Подлец Лаури, думала она ночами — голова была ясная, сна ни в одном глазу, а рядом спал Ревир, закинув ей на плечо тяжелую руку, чтоб она лежала спокойно и никуда не делась. Иной раз она лежала без сна всю ночь напролет, а потом как-то вдруг, некстати рассветало, день внезапно вставал из-за горного хребта — и не понять было, как миновали долгие ночные часы. Клара глядела, как проступало из темноты лицо Ревира — уже хорошо знакомое лицо, она даже почти полюбила его: суровый, изрезанный морщинами лоб, глаза, кажется, и под сомкнутыми веками смотрят строго. После таких бессонных ночей Клара вставала растрепанная, длинные волосы совсем спутывались.

Она думала о Розе — о той, первой Розе, неосторожной подружке, что попала в беду и не знала, куда кинуться, на кого переложить свою заботу. А вот она, Клара, знала, что делать, даже прежде, чем приспела в этом нужда.

Думала о матери — скольких младенцев извергло на свет ее тело, одного за другим… все в крови, скользкие и мокрые, как рыбы, они и не смыслили ничего, как рыбы, и никому они не были нужны. А как мать умирала! О той ночи Клара знала куда больше, чем позволяла себе вспоминать.

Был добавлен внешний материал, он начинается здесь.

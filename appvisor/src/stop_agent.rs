//! Release-agent helper.
//!
//! The kernel invokes this binary when the last task exits a per-app freezer
//! cgroup, passing the group's path relative to the hierarchy root (e.g.
//! "/myapp"). The app name is the path's last component; it is forwarded to
//! the supervisor as a datagram on the well-known stop socket.
//!
//! The kernel runs the agent with an empty environment, so the socket path
//! is fixed; a deployment with a non-default runtime directory needs a
//! wrapper script that passes the socket path as a second argument.

use std::path::Path;
use std::process::exit;

const DEFAULT_STOP_SOCKET: &str = "/run/appvisor/app-stop.sock";

fn main() {
    let mut args = std::env::args().skip(1);

    let Some(cgroup_path) = args.next() else {
        eprintln!("usage: appvisor-stop-agent <cgroup-path> [socket-path]");
        exit(1);
    };
    let socket = args.next().unwrap_or_else(|| DEFAULT_STOP_SOCKET.to_string());

    let Some(app_name) = Path::new(&cgroup_path).file_name().and_then(|n| n.to_str()) else {
        eprintln!("appvisor-stop-agent: no app name in cgroup path '{cgroup_path}'");
        exit(1);
    };

    if let Err(e) = appvisor_sys::notify_app_stopped(Path::new(&socket), app_name) {
        eprintln!("appvisor-stop-agent: could not notify supervisor: {e}");
        exit(1);
    }
}
impl std::fmt::Display for Subsystem {
    fn fmt(&self, f: &mut std::fmt::Formatter<'_>) -> std::fmt::Result {
        f.write_str(self.name())
    }
}

#[derive(Debug, Clone, Copy, PartialEq, Eq)]
pub enum Created {
    Created,
    AlreadyExists,
}

#[derive(Debug, Clone, Copy, PartialEq, Eq)]
pub enum FreezeState {
    Frozen,
    Thawed,
}

const TASKS_FILE: &str = "tasks";
const PROCS_FILE: &str = "cgroup.procs";
const CPU_SHARES_FILE: &str = "cpu.shares";
const MEM_LIMIT_FILE: &str = "memory.limit_in_bytes";
const FREEZE_STATE_FILE: &str = "freezer.state";

/// Owns the per-subsystem cgroup v1 hierarchies under a tmpfs root and the
/// per-app groups inside them.
#[derive(Debug, Clone)]
pub struct CgroupDriver {
    root: PathBuf,
}

impl CgroupDriver {
    pub fn new(root: impl Into<PathBuf>) -> Self {
        Self { root: root.into() }
    }

    fn subsys_dir(&self, subsys: Subsystem) -> PathBuf {
        self.root.join(subsys.name())
    }

    fn group_dir(&self, subsys: Subsystem, name: &str) -> PathBuf {
        self.subsys_dir(subsys).join(name)
    }

    fn group_file(&self, subsys: Subsystem, name: &str, file: &str) -> PathBuf {
        self.group_dir(subsys, name).join(file)
    }

    /// Mounts and claims the hierarchies, then points the freezer
    /// release-agent at the bundled notifier helper.
    ///
    /// A root that is mounted but missing subsystems is unrecoverable partial
    /// state: everything is detached and remounted from scratch.
    pub fn init(&self, release_agent: &Path) -> Result<()> {
        let mounts = fs::read_to_string("/proc/self/mounts")?;

        if !mount_table_has(&mounts, &self.root) {
            self.mount_all()?;
        } else if !Subsystem::ALL
            .iter()
            .all(|s| mount_table_has(&mounts, &self.subsys_dir(*s)))
        {
            warn!(root = %self.root.display(), "cgroup root has partial subsystem mounts, remounting");
            umount2(&self.root, MntFlags::MNT_DETACH)
                .map_err(|e| Error::Cgroup(format!("could not detach cgroup root: {e}")))?;
            self.mount_all()?;
        }

        fs::write(
            self.subsys_dir(Subsystem::Freezer).join("release_agent"),
            release_agent.as_os_str().as_encoded_bytes(),
        )
        .map_err(|e| Error::Cgroup(format!("could not set release agent: {e}")))?;

        Ok(())
    }

    fn mount_all(&self) -> Result<()> {
        fs::create_dir_all(&self.root)?;
        mount(
            Some("appvisor"),
            &self.root,
            Some("tmpfs"),
            MsFlags::empty(),
            None::<&str>,
        )
        .map_err(|e| Error::Cgroup(format!("could not mount cgroup root: {e}")))?;

        for subsys in Subsystem::ALL {
            let dir = self.subsys_dir(subsys);
            fs::create_dir_all(&dir)?;
            mount(
                Some(subsys.name()),
                &dir,
                Some("cgroup"),
                MsFlags::empty(),
                Some(subsys.name()),
            )
            .map_err(|e| Error::Cgroup(format!("could not mount {subsys} hierarchy: {e}")))?;
            info!("mounted cgroup hierarchy for subsystem '{subsys}'");
        }

        Ok(())
    }

    /// Creates a per-app group. Freezer groups get `notify_on_release` so
    /// the kernel runs the release agent when the last task leaves.
    pub fn create(&self, subsys: Subsystem, name: &str) -> Result<Created> {
        let dir = self.group_dir(subsys, name);
        let created = match fs::create_dir(&dir) {
            Ok(()) => Created::Created,
            Err(e) if e.kind() == ErrorKind::AlreadyExists => {
                warn!(app = name, "cgroup {} already exists", dir.display());
                Created::AlreadyExists
            }
            Err(e) => {
                return Err(Error::Cgroup(format!(
                    "could not create cgroup {}: {e}",
                    dir.display()
                )));
            }
        };

        if subsys == Subsystem::Freezer {
            fs::write(dir.join("notify_on_release"), b"1")
                .map_err(|e| Error::Cgroup(format!("could not enable notify_on_release: {e}")))?;
        }

        Ok(created)
    }

    /// Deletes a per-app group. The kernel refuses while tasks remain.
    pub fn remove(&self, subsys: Subsystem, name: &str) -> Result<()> {
        let dir = self.group_dir(subsys, name);
        match fs::remove_dir(&dir) {
            Ok(()) => {
                debug!("deleted cgroup {}", dir.display());
                Ok(())
            }
            Err(e) if e.raw_os_error() == Some(libc::EBUSY) => {
                Err(Error::CgroupBusy(format!("{subsys}/{name}")))
            }
            Err(e) => Err(Error::Cgroup(format!(
                "could not remove cgroup {}: {e}",
                dir.display()
            ))),
        }
    }

    /// Moves a process into an app's group.
    pub fn add_proc(&self, subsys: Subsystem, name: &str, pid: i32) -> Result<()> {
        let path = self.group_file(subsys, name, PROCS_FILE);
        match fs::write(&path, pid.to_string()) {
            Ok(()) => Ok(()),
            Err(e) if e.raw_os_error() == Some(libc::ESRCH) => {
                Err(Error::ProcessNotFound(pid.to_string()))
            }
            Err(e) => Err(Error::Cgroup(format!(
                "could not add pid {pid} to {subsys}/{name}: {e}"
            ))),
        }
    }

    /// Sets the relative cpu weight for the app. The kernel computes the
    /// actual share as this value over the sum of all contending shares.
    pub fn set_cpu_share(&self, name: &str, share: u64) -> Result<()> {
        fs::write(
            self.group_file(Subsystem::Cpu, name, CPU_SHARES_FILE),
            share.to_string(),
        )
        .map_err(|e| Error::Cgroup(format!("could not set cpu share for {name}: {e}")))
    }

    /// Sets the memory limit in bytes, reading it back to report kernel
    /// rounding.
    pub fn set_mem_limit(&self, name: &str, bytes: u64) -> Result<()> {
        let path = self.group_file(Subsystem::Memory, name, MEM_LIMIT_FILE);
        fs::write(&path, bytes.to_string())
            .map_err(|e| Error::Cgroup(format!("could not set memory limit for {name}: {e}")))?;

        let actual = fs::read_to_string(&path)
            .map_err(|e| Error::Cgroup(format!("could not read back memory limit: {e}")))?;
        if actual.trim() != bytes.to_string() {
            warn!(
                app = name,
                "memory limit set to {} instead of {bytes} (page rounding or availability)",
                actual.trim()
            );
        }
        Ok(())
    }

    /// Asynchronous: the group may still be freezing when this returns.
    pub fn freeze(&self, name: &str) -> Result<()> {
        self.write_freeze_state(name, "FROZEN")
    }

    /// Asynchronous: the group may still be thawing when this returns.
    pub fn thaw(&self, name: &str) -> Result<()> {
        self.write_freeze_state(name, "THAWED")
    }

    fn write_freeze_state(&self, name: &str, state: &str) -> Result<()> {
        fs::write(self.group_file(Subsystem::Freezer, name, FREEZE_STATE_FILE), state)
            .map_err(|e| Error::Cgroup(format!("could not set freeze state for {name}: {e}")))
    }

    pub fn freeze_state(&self, name: &str) -> Result<FreezeState> {
        let raw =
            fs::read_to_string(self.group_file(Subsystem::Freezer, name, FREEZE_STATE_FILE))
                .map_err(|e| Error::Cgroup(format!("could not read freeze state for {name}: {e}")))?;
        match raw.trim() {
            "FROZEN" => Ok(FreezeState::Frozen),
            // A group still in transition schedules like a thawed one.
            "THAWED" | "FREEZING" => Ok(FreezeState::Thawed),
            other => Err(Error::Cgroup(format!("unrecognized freeze state '{other}'"))),
        }
    }

    /// True iff no task remains in the group.
    pub fn is_empty(&self, subsys: Subsystem, name: &str) -> Result<bool> {
        let raw = fs::read_to_string(self.group_file(subsys, name, TASKS_FILE))
            .map_err(|e| Error::Cgroup(format!("could not read tasks of {subsys}/{name}: {e}")))?;
        Ok(parse_pid_list(&raw).is_empty())
    }

    /// PIDs of all processes in the group.
    pub fn procs(&self, subsys: Subsystem, name: &str) -> Result<Vec<i32>> {
        let raw = fs::read_to_string(self.group_file(subsys, name, PROCS_FILE))
            .map_err(|e| Error::Cgroup(format!("could not read procs of {subsys}/{name}: {e}")))?;
        Ok(parse_pid_list(&raw))
    }

    /// TIDs of all threads in the group.
    pub fn threads(&self, subsys: Subsystem, name: &str) -> Result<Vec<i32>> {
        let raw = fs::read_to_string(self.group_file(subsys, name, TASKS_FILE))
            .map_err(|e| Error::Cgroup(format!("could not read tasks of {subsys}/{name}: {e}")))?;
        Ok(parse_pid_list(&raw))
    }

    /// Sends `sig` to every process in the group and returns the pids hit.
    ///
    /// `prev_pass` is the pid list from the previous kill pass over the same
    /// group. A process seen in both passes that sits in uninterruptible
    /// sleep will never die; killing apps is this supervisor's job, so that
    /// is an unworkable system and the error escalates to a reboot.
    pub fn send_signal(
        &self,
        subsys: Subsystem,
        name: &str,
        sig: Signal,
        prev_pass: &[i32],
    ) -> Result<Vec<i32>> {
        let pids = self.procs(subsys, name)?;

        for &pid in &pids {
            let state = proc_state(pid);
            if prev_pass.contains(&pid) && state == Some('D') {
                return Err(Error::Unkillable(pid));
            }

            debug!(app = name, pid, ?state, "sending {sig} to app process");
            // The process may be gone already; that is the outcome we want.
            let _ = kill(Pid::from_raw(pid), sig);
        }

        Ok(pids)
    }
}

/// Process state letter from /proc/<pid>/status, None if the process is
/// already gone.
pub fn proc_state(pid: i32) -> Option<char> {
    let status = fs::read_to_string(format!("/proc/{pid}/status")).ok()?;
    parse_proc_state(&status)
}

fn parse_proc_state(status: &str) -> Option<char> {
    status
        .lines()
        .find_map(|line| line.strip_prefix("State:"))
        .and_then(|rest| rest.trim_start().chars().next())
}

fn parse_pid_list(raw: &str) -> Vec<i32> {
    raw.lines().filter_map(|line| line.trim().parse().ok()).collect()
}

/// Checks whether `target` appears as a mount point in a
/// /proc/self/mounts-format table.
fn mount_table_has(mounts: &str, target: &Path) -> bool {
    let target = target.to_string_lossy();
    mounts
        .lines()
        .filter_map(|line| line.split_whitespace().nth(1))
        .any(|mountpoint| mountpoint == target)
}

#[cfg(test)]
mod tests {
    use super::*;

    #[test]
    fn test_parse_pid_list() {
        assert_eq!(parse_pid_list("1\n23\n456\n"), vec![1, 23, 456]);
        assert_eq!(parse_pid_list(""), Vec::<i32>::new());
        assert_eq!(parse_pid_list("12\nnonsense\n34\n"), vec![12, 34]);
    }

    #[test]
    fn test_parse_proc_state() {
        let status = "Name:\tsleep\nUmask:\t0022\nState:\tS (sleeping)\nTgid:\t123\n";
        assert_eq!(parse_proc_state(status), Some('S'));

        let status = "Name:\tstuck\nState:\tD (disk sleep)\n";
        assert_eq!(parse_proc_state(status), Some('D'));

        assert_eq!(parse_proc_state("Name:\tweird\n"), None);
    }

    #[test]
    fn test_mount_table_lookup() {
        let mounts = "tmpfs /sys/fs/cgroup tmpfs rw 0 0\n\
                      cpu /sys/fs/cgroup/cpu cgroup rw,cpu 0 0\n";
        assert!(mount_table_has(mounts, Path::new("/sys/fs/cgroup")));
        assert!(mount_table_has(mounts, Path::new("/sys/fs/cgroup/cpu")));
        assert!(!mount_table_has(mounts, Path::new("/sys/fs/cgroup/memory")));
    }

    // The group-file operations only need a directory tree, so they are
    // exercised against a scratch root.

    fn scratch_driver() -> (tempfile::TempDir, CgroupDriver) {
        let dir = tempfile::tempdir().unwrap();
        let driver = CgroupDriver::new(dir.path());
        for subsys in Subsystem::ALL {
            fs::create_dir_all(dir.path().join(subsys.name())).unwrap();
        }
        (dir, driver)
    }

    #[test]
    fn test_create_is_idempotent_but_reported() {
        let (_dir, driver) = scratch_driver();
        assert_eq!(driver.create(Subsystem::Cpu, "app").unwrap(), Created::Created);
        assert_eq!(
            driver.create(Subsystem::Cpu, "app").unwrap(),
            Created::AlreadyExists
        );
    }

    #[test]
    fn test_freezer_group_gets_notify_on_release() {
        let (dir, driver) = scratch_driver();
        driver.create(Subsystem::Freezer, "app").unwrap();
        let flag = fs::read_to_string(dir.path().join("freezer/app/notify_on_release")).unwrap();
        assert_eq!(flag, "1");
    }

    #[test]
    fn test_emptiness_and_pid_listing() {
        let (dir, driver) = scratch_driver();
        driver.create(Subsystem::Freezer, "app").unwrap();

        let group = dir.path().join("freezer/app");
        fs::write(group.join("tasks"), "").unwrap();
        fs::write(group.join("cgroup.procs"), "").unwrap();
        assert!(driver.is_empty(Subsystem::Freezer, "app").unwrap());
        assert!(driver.procs(Subsystem::Freezer, "app").unwrap().is_empty());

        fs::write(group.join("tasks"), "101\n102\n").unwrap();
        fs::write(group.join("cgroup.procs"), "101\n").unwrap();
        assert!(!driver.is_empty(Subsystem::Freezer, "app").unwrap());
        assert_eq!(driver.procs(Subsystem::Freezer, "app").unwrap(), vec![101]);
        assert_eq!(driver.threads(Subsystem::Freezer, "app").unwrap(), vec![101, 102]);
    }

    #[test]
    fn test_limits_are_written_to_group_files() {
        let (dir, driver) = scratch_driver();
        driver.create(Subsystem::Cpu, "app").unwrap();
        driver.create(Subsystem::Memory, "app").unwrap();

        driver.set_cpu_share("app", 512).unwrap();
        driver.set_mem_limit("app", 40_960_000).unwrap();

        assert_eq!(fs::read_to_string(dir.path().join("cpu/app/cpu.shares")).unwrap(), "512");
        assert_eq!(
            fs::read_to_string(dir.path().join("memory/app/memory.limit_in_bytes")).unwrap(),
            "40960000"
        );
    }

    #[test]
    fn test_signal_sweep_on_empty_group() {
        let (dir, driver) = scratch_driver();
        driver.create(Subsystem::Freezer, "app").unwrap();
        fs::write(dir.path().join("freezer/app/cgroup.procs"), "").unwrap();

        let hit = driver
            .send_signal(Subsystem::Freezer, "app", Signal::SIGTERM, &[])
            .unwrap();
        assert!(hit.is_empty());
    }

    #[test]
    fn test_freeze_state_transitions() {
        let (dir, driver) = scratch_driver();
        driver.create(Subsystem::Freezer, "app").unwrap();

        driver.freeze("app").unwrap();
        assert_eq!(
            fs::read_to_string(dir.path().join("freezer/app/freezer.state")).unwrap(),
            "FROZEN"
        );
        assert_eq!(driver.freeze_state("app").unwrap(), FreezeState::Frozen);

        driver.thaw("app").unwrap();
        assert_eq!(driver.freeze_state("app").unwrap(), FreezeState::Thawed);

        // A group still freezing schedules like a thawed one.
        fs::write(dir.path().join("freezer/app/freezer.state"), "FREEZING\n").unwrap();
        assert_eq!(driver.freeze_state("app").unwrap(), FreezeState::Thawed);
    }

    #[test]
    fn test_remove_deletes_group_dir() {
        let (dir, driver) = scratch_driver();
        driver.create(Subsystem::Memory, "app").unwrap();
        driver.remove(Subsystem::Memory, "app").unwrap();
        assert!(!dir.path().join("memory/app").exists());
    }
}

Думала она о сестрах, о братьях — кто знает, где они теперь, — об отце… он, должно быть, и сейчас, как всегда, сезонничает, кочует с места на место, пьет, дерется, его вербуют то в одну артель, то в другую, так вся жизнь и пройдет. Может, она предательница, что сбежала и бросила их всех? А разве она у них или еще у кого на свете в долгу?

Она прикрывала ладонями живот и думала яростно: кого угодно предаст ради этого ребенка, а если придется, так и убьет. Ради него на все готова. Лаури — и того убьет, если придется.

Поутру она выпивала стакан холодной воды, чтоб поменьше мутило, и внутри разливалась прохладная, бодрящая свежесть, которой, кажется, ничто не могло помешать. А потом станет в кухне у окна, босыми ногами на шершавые, неструганные половицы, так что даже знобит, и через оставшуюся с лета москитную сетку, рябую от хлопьев снега и ржавчины, глядит на угольно-черные среди снегов сараи, на старый, запущенный фруктовый сад за ними, и дальше, сколько хватает глаз, на белую-белую даль, на небо и слушает, как мягко окутывает ее тишина.

Однажды Ревир повез ее через всю долину и потом за реку в город Гамильтон, раньше она про этот город слыхала, но никогда там не была. Это порт, там сливаются две большие, широкие реки. Ехали по ровнехонькому шоссе, обгоняя другие машины, подчас ничуть не хуже машины Ревира, и еще издали, за много миль, видно было, как высоко встают в морозном воздухе дымы над городом. Поодаль от шоссе попадались на глаза лачуги, крытые толем или старой жестью, — одни заброшенные, в других угадывалась убогая жизнь, а по обочинам валялся всякий хлам, какие-то железки, слетевшие с мимоезжих машин ржавые глушители, а иногда и целиком старые автомобили; то и дело встречались примелькавшиеся щиты — рекламы кока-колы, или гамильтонских гостиниц с указанием цен на семейные номера, или сигарет «Удача», и все в этот пасмурный день казалось серым, безрадостным. Щиты по краям были закопченные, Ревир объяснил: это нанесло из города сажу.